TABLE 2. Kinetic parameters obtained from transport and PSS currents using different cations and anions upon MDG concentration jumps.
3.3.1 Na+/sugar cotransport using α-methyl-D-glucose
For characterization of Li+ and H+/sugar cotransport, we used MDG instead of D-glucose as we anticipated reduced transport currents for Li+- and H+-coupled sugar translocation compared to Na+/sugar cotransport. MDG concentration jumps achieve higher transport Imax values (Table 1), therefore improving the signal-to-noise ratio for the transport current.
The Na+ concentration dependence upon 250 mM MDG jumps (Figure 7A) is similar compared to D-glucose (Figure 3B), but with a more pronounced transport phase, as expected. The EC50PSS for Na+ in the presence of MDG is 252 ± 48 mM (Figure 7C), in good agreement with the value in the presence of D-glucose (285 ± 39 mM, Figure 3H). The KM value for Na+ in the presence of MDG is 50 ± 4 mM (Figure 7C) and agrees with the KM in the presence of D-glucose (52 ± 13 mM, Figure 3F).

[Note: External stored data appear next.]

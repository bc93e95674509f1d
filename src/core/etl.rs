use crate::core::analysis::{QueryEngine, DEFAULT_TABLE_NAME};
use crate::core::Pipeline;
use crate::domain::model::AnalysisReport;
use crate::utils::error::Result;
use std::time::Instant;

pub struct EtlEngine<P: Pipeline> {
    pipeline: P,
    table_name: String,
}

impl<P: Pipeline> EtlEngine<P> {
    pub fn new(pipeline: P) -> Self {
        Self {
            pipeline,
            table_name: DEFAULT_TABLE_NAME.to_string(),
        }
    }

    pub fn with_table_name(mut self, table_name: &str) -> Self {
        self.table_name = table_name.to_string();
        self
    }

    /// 執行一次完整流程；任何錯誤都會記錄後往上拋，不保留部分結果
    pub async fn run(&self) -> Result<AnalysisReport> {
        let started = Instant::now();
        tracing::info!("Starting ETL process...");

        let report = self.run_phases().await.inspect_err(|e| {
            tracing::error!("Unable to run the ETL pipeline because of Error: {}", e);
        })?;

        tracing::info!("✅ ETL process finished in {:?}", started.elapsed());
        Ok(report)
    }

    async fn run_phases(&self) -> Result<AnalysisReport> {
        // Extract
        let raw_data = self.pipeline.extract().await?;
        tracing::info!("Extracted {} records", raw_data.len());

        // Transform
        let anonymized = self.pipeline.transform(raw_data).await?;

        // Load
        let table = self.pipeline.load(anonymized).await?;

        // Analyze
        let engine = QueryEngine::in_memory(&self.table_name)?;
        engine.load(&table)?;
        engine.analyze()
    }
}
use crate::config::DEFAULT_CONFIG_PATH;
use clap::Parser;

#[derive(Debug, Clone, Parser)]
#[command(name = "persons-etl")]
#[command(about = "Extract, anonymize and analyze Faker API persons")]
pub struct CliArgs {
    /// Path to TOML configuration file
    #[arg(short, long, default_value = DEFAULT_CONFIG_PATH)]
    pub config: String,

    /// Override the configured start date (YYYY-MM-DD)
    #[arg(long)]
    pub start_date: Option<String>,

    /// Enable verbose output
    #[arg(short, long)]
    pub verbose: bool,

    /// Emit logs as JSON lines
    #[arg(long)]
    pub json_logs: bool,
}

FIGURE 7. Effect of Na+, Li+, and H+ on PSS and transport currents. All current traces were recorded in the presence of different Na+, Li+ or H+ concentrations in all measurement solutions upon 250 mM MDG concentration jumps. Averaged data of n = 5 different sensors is shown. (A) Current traces were recorded at pH 7.4 in the presence of different Na+ concentrations in all measurement solutions. The inset compares the current trace where Na+ is only available in the external NA and A solutions and absent in the internal R solution (dark blue trace), leading to an inward directed Na+ gradient and consequently to an increased transport phase. (B) Same as (A) but with different Li+ concentrations as indicated. The inset shows that a Li+ gradient does not affect the current trace. (C) Li+ and Na+ dependent peak currents and currents 50 ms after substrate jump are fitted using a hyperbolic equation to derive EC50PSS or KM values, respectively. The PSS peak current observed in the Li+ dataset at 0 mM Li+ was normalized to the PSS peak current observed in the Na+ dataset at 0 mM Na+. The EC50PSS for Li+ could only be estimated to be > 300 mM. (D) Current traces were recorded in the absence of Na+ at different pH values as indicated. The inset shows that a H+ gradient does not affect the current trace. The vertical line indicates the time point at which the transport current is measured. (E) PSS peak currents are fitted using the titration equation I(t) = Imax/(1 + 10^(pK-pH)) to determine an apparent pK of 6.3 ± 0.1 for MDG binding in absence of Na+. (F) Currents 50 ms after substrate jump are fitted using the titration equation I(t) = Imax/(1 + 10^(pH-pK)) to determine an apparent pK of 6.5 ± 0.1 for H+/MDG cotransport in absence of Na+. (G) Current traces were recorded in the presence of 300 mM Na+ at different pH values as indicated. The vertical line indicates the time point at which the transport current is measured. (H) PSS peak currents are fitted using the titration equation I(t) = Imax/(1 + 10^(pK-pH)) to determine an apparent pK of 5.7 ± 0.1 for MDG binding in the presence of Na+. (I) Currents 50 ms after the substrate jump are fitted using the titration equation I(t) = Imax/(1 + 10^(pK-pH)) to determine an apparent pK of 5.9 ± 0.1 for H+/MDG cotransport in the presence of Na+.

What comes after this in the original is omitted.